Per iniziare, pipettare 1,2 millilitri di una coltura di 24 ore di Pseudomonas aeruginosa in una provetta da centrifuga da 1,5 millilitri. Centrifugare la provetta a 3000 G per quattro gradi Celsius per tre minuti. Raccogliere il surnatante in una provetta pulita.
Pipettare 333 microlitri di surnatante in una provetta pulita. Quindi aggiungere un millilitro di etere nel tubo. Mescolare la soluzione in un vortice per 30 secondi.
Dopo che tutte le provette sono state vorticate, centrifugarle a 3000 G a quattro gradi Celsius per due minuti. Quindi raccogliere la fase organica e trasferirla in una provetta pulita. Porre la soluzione in una cappa aspirante fino a quando non si sarà asciugata.

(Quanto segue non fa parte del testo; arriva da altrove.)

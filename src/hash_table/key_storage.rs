// Licensed to the Apache Software Foundation (ASF) under one
// or more contributor license agreements.  See the NOTICE file
// distributed with this work for additional information
// regarding copyright ownership.  The ASF licenses this file
// to you under the Apache License, Version 2.0 (the
// "License"); you may not use this file except in compliance
// with the License.  You may obtain a copy of the License at
//
//   http://www.apache.org/licenses/LICENSE-2.0
//
// Unless required by applicable law or agreed to in writing,
// software distributed under the License is distributed on an
// "AS IS" BASIS, WITHOUT WARRANTIES OR CONDITIONS OF ANY
// KIND, either express or implied.  See the License for the
// specific language governing permissions and limitations
// under the License.
use std::ptr::NonNull;

/// Pointer/length pair into `RowStorage`. Valid for the storage's lifetime;
/// storage blocks are never freed or moved until teardown.
#[derive(Clone, Copy, Debug)]
pub(crate) struct RowKey {
    ptr: usize,
    len: usize,
}

impl RowKey {
    pub(crate) fn as_slice(&self) -> &[u8] {
        unsafe { std::slice::from_raw_parts(self.ptr as *const u8, self.len) }
    }

    #[allow(dead_code)]
    pub(crate) fn empty() -> Self {
        Self {
            ptr: NonNull::<u8>::dangling().as_ptr() as usize,
            len: 0,
        }
    }
}

impl PartialEq for RowKey {
    fn eq(&self, other: &Self) -> bool {
        self.as_slice() == other.as_slice()
    }
}

impl Eq for RowKey {}

/// Bump allocator for variable-length key bytes owned by the join operator.
pub(crate) struct RowStorage {
    blocks: Vec<Box<[u8]>>,
    cursor: usize,
    block_size: usize,
}

impl RowStorage {
    pub(crate) fn new(block_size: usize) -> Self {
        Self {
            blocks: Vec::new(),
            cursor: 0,
            block_size: block_size.max(1),
        }
    }

    pub(crate) fn alloc_copy(&mut self, bytes: &[u8]) -> RowKey {
        let needed = bytes.len().max(1);
        let current_block_len = self.blocks.last().map(|b| b.len()).unwrap_or(0);
        if self.blocks.is_empty() || self.cursor + needed > current_block_len {
            let block_size = self.block_size.max(needed);
            self.blocks.push(vec![0u8; block_size].into_boxed_slice());
            self.block_size = self.block_size.max(block_size);
            self.cursor = 0;
        }
        let block = self.blocks.last_mut().expect("row storage block");
        let start = self.cursor;
        let end = start + bytes.len();
        block[start..end].copy_from_slice(bytes);
        self.cursor = end;
        let ptr = block.as_mut_ptr().wrapping_add(start) as usize;
        RowKey {
            ptr,
            len: bytes.len(),
        }
    }

    pub(crate) fn allocated_bytes(&self) -> usize {
        self.blocks.iter().map(|b| b.len()).sum()
    }
}

#[cfg(test)]
mod tests {
    use super::*;

    #[test]
    fn stored_keys_survive_block_growth() {
        let mut storage = RowStorage::new(8);
        let a = storage.alloc_copy(b"alpha");
        let b = storage.alloc_copy(b"beta-long-enough-to-spill");
        let c = storage.alloc_copy(b"");
        assert_eq!(a.as_slice(), b"alpha");
        assert_eq!(b.as_slice(), b"beta-long-enough-to-spill");
        assert_eq!(c.as_slice(), b"");
        assert!(storage.allocated_bytes() >= 8);
    }
}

Quindi metti una fiaschetta pulita coperta con carta stagnola nel ghiaccio per cinque minuti per preparare una soluzione di acido solforico al 60%. Utilizzare questa soluzione di acido solforico per preparare il reagente orcinolo. Aggiungere 100 microlitri di ciascun campione di ramnolipidi in una provetta di vetro e aggiungere 900 microlitri di orcinolo ai campioni.
Dopo aver mescolato le soluzioni, incubare il campione in un bagno d'acqua a 80 gradi Celsius per 30 minuti. Quando la provetta si raffredda a temperatura ambiente, trasferire un campione in una cella da un quarto e posizionarlo nello spettrofotometro per leggere l'assorbanza a 421 nanometri. Il ceppo PA14 produce la quantità più alta di equivalenti ramnosio mentre il ceppo PA7 produce la quantità più bassa.